> **About this task**: Go line by line through the entries and show those that hold the string "NodeId".

(Collected data entries)
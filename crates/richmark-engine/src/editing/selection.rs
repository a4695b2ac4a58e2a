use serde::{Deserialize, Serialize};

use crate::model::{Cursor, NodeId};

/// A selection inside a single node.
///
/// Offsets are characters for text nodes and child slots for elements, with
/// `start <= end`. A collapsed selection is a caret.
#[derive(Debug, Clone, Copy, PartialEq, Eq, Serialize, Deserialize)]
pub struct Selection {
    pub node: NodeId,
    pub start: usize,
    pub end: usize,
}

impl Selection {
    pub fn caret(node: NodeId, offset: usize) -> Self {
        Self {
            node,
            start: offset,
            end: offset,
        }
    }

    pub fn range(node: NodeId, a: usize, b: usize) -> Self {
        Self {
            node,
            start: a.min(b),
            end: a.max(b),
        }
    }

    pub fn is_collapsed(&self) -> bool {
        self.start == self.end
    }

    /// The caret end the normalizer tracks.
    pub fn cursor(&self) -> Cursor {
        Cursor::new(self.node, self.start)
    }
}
---
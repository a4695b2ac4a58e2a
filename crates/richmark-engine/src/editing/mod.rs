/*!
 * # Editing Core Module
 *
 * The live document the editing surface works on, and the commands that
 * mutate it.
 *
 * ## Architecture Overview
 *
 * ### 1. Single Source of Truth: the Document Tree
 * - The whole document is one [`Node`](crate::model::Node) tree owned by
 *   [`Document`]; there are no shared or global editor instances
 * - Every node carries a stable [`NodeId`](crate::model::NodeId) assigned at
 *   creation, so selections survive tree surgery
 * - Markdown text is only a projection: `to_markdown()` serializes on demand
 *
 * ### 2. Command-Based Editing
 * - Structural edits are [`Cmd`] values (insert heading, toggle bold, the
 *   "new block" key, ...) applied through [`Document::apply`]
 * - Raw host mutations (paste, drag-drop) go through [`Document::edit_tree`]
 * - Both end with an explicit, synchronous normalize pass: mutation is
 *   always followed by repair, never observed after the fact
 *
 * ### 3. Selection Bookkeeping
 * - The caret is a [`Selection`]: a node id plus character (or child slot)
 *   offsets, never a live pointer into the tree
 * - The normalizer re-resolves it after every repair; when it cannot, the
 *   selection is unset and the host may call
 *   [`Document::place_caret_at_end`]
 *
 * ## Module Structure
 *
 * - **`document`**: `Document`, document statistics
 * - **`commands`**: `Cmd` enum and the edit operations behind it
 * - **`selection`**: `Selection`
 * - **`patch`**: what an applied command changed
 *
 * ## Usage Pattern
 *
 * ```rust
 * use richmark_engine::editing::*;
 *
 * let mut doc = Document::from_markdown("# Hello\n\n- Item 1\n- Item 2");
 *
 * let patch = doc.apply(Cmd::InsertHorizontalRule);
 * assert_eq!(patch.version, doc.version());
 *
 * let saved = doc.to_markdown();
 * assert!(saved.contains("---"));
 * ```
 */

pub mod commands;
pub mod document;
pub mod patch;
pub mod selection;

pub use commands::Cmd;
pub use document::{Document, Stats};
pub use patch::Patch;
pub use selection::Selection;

> **Reply to the task**:
use crate::model::{Cursor, NodeId};
    pub node: NodeId,
    pub fn caret(node: NodeId, offset: usize) -> Self {
    pub fn range(node: NodeId, a: usize, b: usize) -> Self {
 * - Every node carries a stable [`NodeId`](crate::model::NodeId) assigned at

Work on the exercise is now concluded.